--- What you are asked to do ---
Which lines of the entries below hold the word "mask"? Report each of them.

--- Saved entries ---
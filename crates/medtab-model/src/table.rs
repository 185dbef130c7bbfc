use crate::error::{MedTabError, Result};
use crate::schema::columns;

/// A single cell in a tabular dataset.
///
/// CSV ingestion only ever produces `Text` and `Missing`; `Number` arises
/// from in-memory generation and from cleaning stages that coerce a column
/// to numeric form.
#[derive(Debug, Clone, PartialEq)]
pub enum CellValue {
    Text(String),
    Number(f64),
    Missing,
}

impl CellValue {
    pub fn is_missing(&self) -> bool {
        matches!(self, Self::Missing)
    }

    pub fn as_text(&self) -> Option<&str> {
        match self {
            Self::Text(value) => Some(value),
            _ => None,
        }
    }

    pub fn as_f64(&self) -> Option<f64> {
        match self {
            Self::Number(value) => Some(*value),
            _ => None,
        }
    }

    /// String form used when the cell is written back out.
    ///
    /// `Missing` serializes as the empty string; whole-valued numbers drop
    /// the trailing `.0` so ages and counts read as integers.
    pub fn to_output_string(&self) -> String {
        match self {
            Self::Text(value) => value.clone(),
            Self::Number(value) => format_numeric(*value),
            Self::Missing => String::new(),
        }
    }
}

pub(crate) fn format_numeric(value: f64) -> String {
    if value.fract() == 0.0 && value.abs() < 1e15 {
        format!("{}", value as i64)
    } else {
        value.to_string()
    }
}

/// An in-memory table: named columns plus positionally indexed rows.
#[derive(Debug, Clone, PartialEq)]
pub struct Table {
    pub columns: Vec<String>,
    pub rows: Vec<Vec<CellValue>>,
}

impl Table {
    pub fn new(columns: Vec<String>) -> Self {
        Self {
            columns,
            rows: Vec::new(),
        }
    }

    /// A table with the fixed patient-visit schema and no rows.
    pub fn with_schema() -> Self {
        Self::new(columns::ALL.iter().map(|c| (*c).to_string()).collect())
    }

    pub fn height(&self) -> usize {
        self.rows.len()
    }

    pub fn width(&self) -> usize {
        self.columns.len()
    }

    pub fn push_row(&mut self, row: Vec<CellValue>) {
        debug_assert_eq!(row.len(), self.columns.len());
        self.rows.push(row);
    }

    pub fn column_index(&self, name: &str) -> Result<usize> {
        self.columns
            .iter()
            .position(|c| c == name)
            .ok_or_else(|| MedTabError::MissingColumn(name.to_string()))
    }

    pub fn cell(&self, row: usize, name: &str) -> Result<&CellValue> {
        let idx = self.column_index(name)?;
        Ok(&self.rows[row][idx])
    }

    /// Applies a pure transform to every cell of one column.
    pub fn map_column<F>(&mut self, name: &str, transform: F) -> Result<()>
    where
        F: Fn(&CellValue) -> CellValue,
    {
        let idx = self.column_index(name)?;
        for row in &mut self.rows {
            row[idx] = transform(&row[idx]);
        }
        Ok(())
    }

    /// Keeps only the rows whose position in `keep` is true.
    pub fn retain_rows(&mut self, keep: &[bool]) {
        debug_assert_eq!(keep.len(), self.rows.len());
        let mut mask = keep.iter();
        self.rows.retain(|_| *mask.next().unwrap_or(&true));
    }

    /// Borrowed view of one column's cells in row order.
    pub fn column_cells(&self, name: &str) -> Result<Vec<&CellValue>> {
        let idx = self.column_index(name)?;
        Ok(self.rows.iter().map(|row| &row[idx]).collect())
    }
}
use std::path::PathBuf;

use thiserror::Error;

#[derive(Debug, Error)]
pub enum MedTabError {
    #[error("io error: {0}")]
    Io(#[from] std::io::Error),
    #[error("input dataset not found: {0}")]
    InputNotFound(PathBuf),
    #[error("column not found: {0}")]
    MissingColumn(String),
    #[error("{0}")]
    Message(String),
}

pub type Result<T> = std::result::Result<T, MedTabError>;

--- Answer to this exercise ---
        let mut mask = keep.iter();
        self.rows.retain(|_| *mask.next().unwrap_or(&true));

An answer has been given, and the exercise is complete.